Assigned task
Pull each line containing "type" from the data.

Available data
------------------------------------------------------------
//! Section-granular SPSC ring.
//!
//! The ring is split into fixed sections of [`SECTION_SLOTS`] payload
//! words, each guarded by one cache-padded control word. A side owns a
//! section outright between control-word transitions, so slot accesses
//! inside it are plain stores/loads and the coherence traffic collapses
//! to one word per section instead of one per slot.
//!
//! Partially filled sections flushed at termination keep the empty
//! sentinel in their unused slots; the consumer skips those words while
//! draining.

use std::sync::atomic::{AtomicU64, Ordering};
use std::sync::Arc;

use crossbeam::utils::CachePadded;

use crate::constants::{EMPTY_SLOT, SECTION_SLOTS, TERMINATOR};
use crate::error::{Result, Retry, SluiceError};
use crate::utils::mem::AlignedBuf;

use super::{QueueConsumer, QueueProducer, ShuffleQueue};

const SECTION_EMPTY: u64 = 0;
const SECTION_FULL: u64 = 1;

/// Marker selecting the section-queue variant.
pub struct SectionQueue;

impl ShuffleQueue for SectionQueue {
    type Producer = SectionProducer;
    type Consumer = SectionConsumer;

    fn pair(capacity: usize) -> Result<(SectionProducer, SectionConsumer)> {
        let ring = SectionRing::new(capacity)?;
        Ok((
            SectionProducer {
                ring: ring.clone(),
                section: 0,
                offset: 0,
                failures: 0,
            },
            SectionConsumer {
                ring,
                section: 0,
                offset: 0,
                failures: 0,
                done: false,
            },
        ))
    }
}

struct SectionRing {
    data: AlignedBuf,
    ctrl: Box<[CachePadded<AtomicU64>]>,
    n_sections: u32,
    capacity: u32,
}

impl SectionRing {
    fn new(capacity: usize) -> Result<Arc<Self>> {
        if !capacity.is_power_of_two() || capacity < SECTION_SLOTS as usize {
            return Err(SluiceError::config(format!(
                "section ring capacity {capacity} must be a power of two >= {SECTION_SLOTS}"
            )));
        }
        let n_sections = capacity as u32 / SECTION_SLOTS;
        let data = AlignedBuf::cache_aligned(capacity * std::mem::size_of::<u64>())?;
        let ctrl = (0..n_sections)
            .map(|_| CachePadded::new(AtomicU64::new(SECTION_EMPTY)))
            .collect();
        Ok(Arc::new(Self {
            data,
            ctrl,
            n_sections,
            capacity: capacity as u32,
        }))
    }

    #[inline(always)]
    fn slot(&self, idx: u32) -> &AtomicU64 {
        debug_assert!(idx < self.capacity);
        unsafe { &*(self.data.as_ptr() as *const AtomicU64).add(idx as usize) }
    }

    #[inline(always)]
    fn ctrl(&self, section: u32) -> &AtomicU64 {
        &self.ctrl[section as usize]
    }

    fn is_drained(&self) -> bool {
        (0..self.capacity).all(|i| self.slot(i).load(Ordering::Acquire) == EMPTY_SLOT)
    }
}

/// Producer side: fills one section at a time, then publishes it whole.
pub struct SectionProducer {
    ring: Arc<SectionRing>,
    section: u32,
    offset: u32,
    failures: u64,
}

impl SectionProducer {
    #[inline(always)]
    fn publish_section(&mut self) {
        self.ring
            .ctrl(self.section)
            .store(SECTION_FULL, Ordering::Release);
        self.section = (self.section + 1) % self.ring.n_sections;
        self.offset = 0;
    }
}

impl QueueProducer for SectionProducer {
    #[inline]
    fn enqueue(&mut self, value: u64) -> std::result::Result<(), Retry> {
        debug_assert_ne!(value, EMPTY_SLOT, "0 is reserved as the empty sentinel");

        if self.offset == 0
            && self.ring.ctrl(self.section).load(Ordering::Acquire) != SECTION_EMPTY
        {
            // next section not drained yet
            self.failures += 1;
            return Err(Retry);
        }

        let idx = self.section * SECTION_SLOTS + self.offset;
        self.ring.slot(idx).store(value, Ordering::Relaxed);
        self.offset += 1;
        if self.offset == SECTION_SLOTS {
            self.publish_section();
        }
        Ok(())
    }

    fn push_done(&mut self) {
        while self.enqueue(TERMINATOR).is_err() {
            std::hint::spin_loop();
        }
        // flush a partial section; its unused slots still hold the
        // empty sentinel and read as padding
        if self.offset != 0 {
            self.publish_section();
        }
    }

    fn failed_enqueues(&self) -> u64 {
        self.failures
    }
}

/// Consumer side: drains whole sections, zeroing slots as it goes.
pub struct SectionConsumer {
    ring: Arc<SectionRing>,
    section: u32,
    offset: u32,
    failures: u64,
    done: bool,
}

impl QueueConsumer for SectionConsumer {
    #[inline]
    fn dequeue(&mut self) -> std::result::Result<u64, Retry> {
        loop {
            if self.offset == 0
                && self.ring.ctrl(self.section).load(Ordering::Acquire) != SECTION_FULL
            {
                self.failures += 1;
                return Err(Retry);
            }

            let mut value = EMPTY_SLOT;
            while self.offset < SECTION_SLOTS {
                let slot = self.ring.slot(self.section * SECTION_SLOTS + self.offset);
                value = slot.load(Ordering::Relaxed);
                slot.store(EMPTY_SLOT, Ordering::Relaxed);
                self.offset += 1;
                if value != EMPTY_SLOT {
                    break;
                }
            }

            if self.offset == SECTION_SLOTS {
                self.ring
                    .ctrl(self.section)
                    .store(SECTION_EMPTY, Ordering::Release);
                self.section = (self.section + 1) % self.ring.n_sections;
                self.offset = 0;
            }

            if value != EMPTY_SLOT {
                return Ok(value);
            }
            // the section held only termination padding; move on
        }
    }

    fn pop_done(&mut self) {
        debug_assert!(!self.done, "terminator acknowledged twice");
        self.done = true;
    }

    fn failed_dequeues(&self) -> u64 {
        self.failures
    }

    fn is_drained(&self) -> bool {
        self.ring.is_drained()
    }

    fn bind_local(&self) {
        crate::utils::mem::bind_to_local_node(self.ring.data.as_ptr(), self.ring.data.len());
    }
}

#[cfg(test)]
mod tests {
    use super::*;
    use std::thread;

    #[test]
    fn test_rejects_bad_capacity() {
        assert!(SectionQueue::pair(2).is_err());
        assert!(SectionQueue::pair(24).is_err());
        assert!(SectionQueue::pair(4).is_ok());
    }

    #[test]
    fn test_values_invisible_until_section_full() {
        let (mut tx, mut rx) = SectionQueue::pair(16).unwrap();
        for k in 1..SECTION_SLOTS as u64 {
            tx.enqueue(k).unwrap();
            assert_eq!(rx.dequeue(), Err(Retry));
        }
        tx.enqueue(SECTION_SLOTS as u64).unwrap();
        for k in 1..=SECTION_SLOTS as u64 {
            assert_eq!(rx.dequeue().unwrap(), k);
        }
    }

    #[test]
    fn test_single_section_ring_backpressure() {
        let (mut tx, mut rx) = SectionQueue::pair(SECTION_SLOTS as usize).unwrap();
        for k in 1..=SECTION_SLOTS as u64 {
            tx.enqueue(k).unwrap();
        }
        // the one section is FULL and undrained
        assert_eq!(tx.enqueue(99), Err(Retry));
        assert_eq!(rx.dequeue().unwrap(), 1);
        // still blocked: the consumer holds the section until it is empty
        assert_eq!(tx.enqueue(99), Err(Retry));
        for k in 2..=SECTION_SLOTS as u64 {
            assert_eq!(rx.dequeue().unwrap(), k);
        }
        assert!(tx.enqueue(99).is_ok());
    }

    #[test]
    fn test_partial_section_flush_on_done() {
        let (mut tx, mut rx) = SectionQueue::pair(16).unwrap();
        tx.enqueue(41).unwrap();
        tx.push_done();
        assert_eq!(rx.dequeue().unwrap(), 41);
        assert_eq!(rx.dequeue().unwrap(), TERMINATOR);
        rx.pop_done();
        assert_eq!(rx.dequeue(), Err(Retry));
        assert!(rx.is_drained());
    }

    #[test]
    fn test_done_on_section_boundary() {
        let (mut tx, mut rx) = SectionQueue::pair(16).unwrap();
        for k in 1..=SECTION_SLOTS as u64 {
            tx.enqueue(k).unwrap();
        }
        tx.push_done();
        for k in 1..=SECTION_SLOTS as u64 {
            assert_eq!(rx.dequeue().unwrap(), k);
        }
        assert_eq!(rx.dequeue().unwrap(), TERMINATOR);
        assert!(rx.is_drained());
    }

    #[test]
    fn test_cross_thread_fifo() {
        const N: u64 = 200_000;
        let (mut tx, mut rx) = SectionQueue::pair(64).unwrap();

        let producer = thread::spawn(move || {
            for k in 1..=N {
                while tx.enqueue(k).is_err() {
                    std::hint::spin_loop();
                }
            }
            tx.push_done();
        });

        let mut expected = 1u64;
        loop {
            match rx.dequeue() {
                Ok(TERMINATOR) => break,
                Ok(v) => {
                    assert_eq!(v, expected);
                    expected += 1;
                }
                Err(Retry) => std::hint::spin_loop(),
            }
        }
        assert_eq!(expected, N + 1);
        producer.join().unwrap();
        assert!(rx.is_drained());
    }
}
------------------------------------------------------------
Answer to this problem
    type Producer = SectionProducer;
    type Consumer = SectionConsumer;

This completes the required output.